* _WHAT THE TASK REQUIRES_: Every line below should be repeated exactly.

* _PROVIDED INFORMATION_:
※ ※ ※

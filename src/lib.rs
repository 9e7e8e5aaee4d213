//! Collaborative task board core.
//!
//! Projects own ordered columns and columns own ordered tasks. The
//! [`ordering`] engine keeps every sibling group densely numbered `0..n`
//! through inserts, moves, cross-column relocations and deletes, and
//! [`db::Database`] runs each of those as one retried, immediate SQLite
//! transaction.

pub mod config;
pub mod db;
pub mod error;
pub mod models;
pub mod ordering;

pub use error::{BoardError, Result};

※ ※ ※

* _OUTPUT OF THE EXERCISE_:
filename src/lib.rs
repository 9e7e8e5aaee4d213
//! Collaborative task board core.
//!
//! Projects own ordered columns and columns own ordered tasks. The
//! [`ordering`] engine keeps every sibling group densely numbered `0..n`
//! through inserts, moves, cross-column relocations and deletes, and
//! [`db::Database`] runs each of those as one retried, immediate SQLite
//! transaction.

pub mod config;
pub mod db;
pub mod error;
pub mod models;
pub mod ordering;

pub use error::{BoardError, Result};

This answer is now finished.